Late Cenozoic erosion in the SW Barents Sea, and its influence on salt movement
AuthorMartinsen, Birgitta Saue
The late Cenozoic evolution of the southwestern Barents Sea shelf includes periods of uplift, erosion and glaciations. This part of the stratigraphy has been studied using 2D and 3D seismic data, with emphasis on the interplay between uplift, erosion and glaciations and salt movement. The study area comprises the Svalis, Samson and Norvarg domes and the Nordkapp Basin, where halokinesis has been a major influence on the tectonostratigraphic evolution. The study includes systemization and categorization of the timing of salt activity relative to the erosion of the shelf, in the Nordkapp Basin, and on the Svalis, Samson and Norvarg domes. Very late to almost recent salt movement has occurred within some of the diapirs in the Nordkapp Basin and the Svalis Dome, evidenced by uplift of the Upper Regional Unconformity (URU) surface and the seafloor above the salt. Furthermore, the study reveals significant local variations in salt movement of the diapirs in the Nordkapp Basin, with a trend of more late salt movement towards the northeast.
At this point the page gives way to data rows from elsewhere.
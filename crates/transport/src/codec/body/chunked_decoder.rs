//! Decoder for `Transfer-Encoding: chunked` response bodies.
//!
//! Works line by line: a size line (extensions after `;` are ignored), the data,
//! a CRLF, and after the zero sized chunk any trailer lines up to an empty line.

use std::cmp;

use bytes::{Buf, BytesMut};
use tokio_util::codec::Decoder;
use tracing::trace;

use crate::ensure;
use crate::protocol::{ParseError, PayloadItem};

/// Longest size or trailer line accepted before giving up.
const MAX_LINE_BYTES: usize = 4 * 1024;

#[derive(Debug, Clone, PartialEq, Eq)]
pub struct ChunkedDecoder {
    state: ChunkedState,
}

#[derive(Debug, Clone, Copy, PartialEq, Eq)]
enum ChunkedState {
    Size,
    Data(u64),
    DataEnd,
    Trailer,
    End,
}

impl ChunkedDecoder {
    pub fn new() -> Self {
        Self { state: ChunkedState::Size }
    }
}

impl Default for ChunkedDecoder {
    fn default() -> Self {
        Self::new()
    }
}

impl Decoder for ChunkedDecoder {
    type Item = PayloadItem;
    type Error = ParseError;

    fn decode(&mut self, src: &mut BytesMut) -> Result<Option<Self::Item>, Self::Error> {
        loop {
            match self.state {
                ChunkedState::Size => {
                    let Some(line) = take_line(src)? else {
                        return Ok(None);
                    };
                    let size = parse_chunk_size(&line)?;
                    trace!(size, "read chunk size");
                    self.state = if size == 0 { ChunkedState::Trailer } else { ChunkedState::Data(size) };
                }

                ChunkedState::Data(remaining) => {
                    if src.is_empty() {
                        return Ok(None);
                    }
                    let len = cmp::min(remaining, src.len() as u64);
                    #[allow(clippy::cast_possible_truncation, reason = "len is bounded by src.len()")]
                    let bytes = src.split_to(len as usize).freeze();
                    self.state = if len == remaining { ChunkedState::DataEnd } else { ChunkedState::Data(remaining - len) };
                    return Ok(Some(PayloadItem::Chunk(bytes)));
                }

                ChunkedState::DataEnd => {
                    if src.len() < 2 {
                        return Ok(None);
                    }
                    ensure!(&src[..2] == b"\r\n", ParseError::invalid_body("missing CRLF after chunk data"));
                    src.advance(2);
                    self.state = ChunkedState::Size;
                }

                ChunkedState::Trailer => {
                    let Some(line) = take_line(src)? else {
                        return Ok(None);
                    };
                    if line.is_empty() {
                        trace!("finished reading chunked data");
                        self.state = ChunkedState::End;
                    }
                }

                ChunkedState::End => return Ok(Some(PayloadItem::Eof)),
            }
        }
    }
}

/// Splits off the next line, without its line ending.
fn take_line(src: &mut BytesMut) -> Result<Option<BytesMut>, ParseError> {
    let Some(pos) = src.iter().position(|b| *b == b'\n') else {
        ensure!(src.len() <= MAX_LINE_BYTES, ParseError::invalid_body("chunk line too long"));
        return Ok(None);
    };

    let mut line = src.split_to(pos + 1);
    line.truncate(pos);
    if line.last() == Some(&b'\r') {
        line.truncate(pos - 1);
    }
    Ok(Some(line))
}

fn parse_chunk_size(line: &[u8]) -> Result<u64, ParseError> {
    let size = line.split(|b| *b == b';').next().unwrap_or_default().trim_ascii();
    let size = std::str::from_utf8(size).map_err(|_| ParseError::invalid_body("chunk size is not ascii"))?;
    ensure!(!size.is_empty(), ParseError::invalid_body("empty chunk size"));
    u64::from_str_radix(size, 16).map_err(|_| ParseError::invalid_body(format!("invalid chunk size: {size}")))
}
This is possibly attributed to a larger original salt thickness in this part of the basin compared to in the southwest. A mini-basin filled with glacigenic sediments is found adjacent to the Svalis Dome, and this is assumed to be a result of a combination of deeper glacial erosion of less resistant strata on the Loppa High, and less exposure to erosion due to the continuous salt rise and elevation of the adjacent dome. The Norvarg and Samson domes are not found to be influenced by late Cenozoic salt movement, which is attributed to factors such as original salt thickness, overburden strength and early Cenozoic erosion. Spatial variations in lithology due to salt-related doming and faulting is assumed to have influenced both the pre-glacial and later glacial erosion of the Norvarg Dome during the Cenozoic. Overall, the relationship between salt diapirism, erosion and glacial influence is found to be complex. The structural elements within the study area have experienced different pre-Cenozoic evolutions and have been exposed to varying degrees of erosion and also phases of grounded glaciers. The halokinetic history of the structural elements is also different, causing the salt structures within the study area to have different responses to the late Cenozoic uplift, erosion and glaciation of the shelf.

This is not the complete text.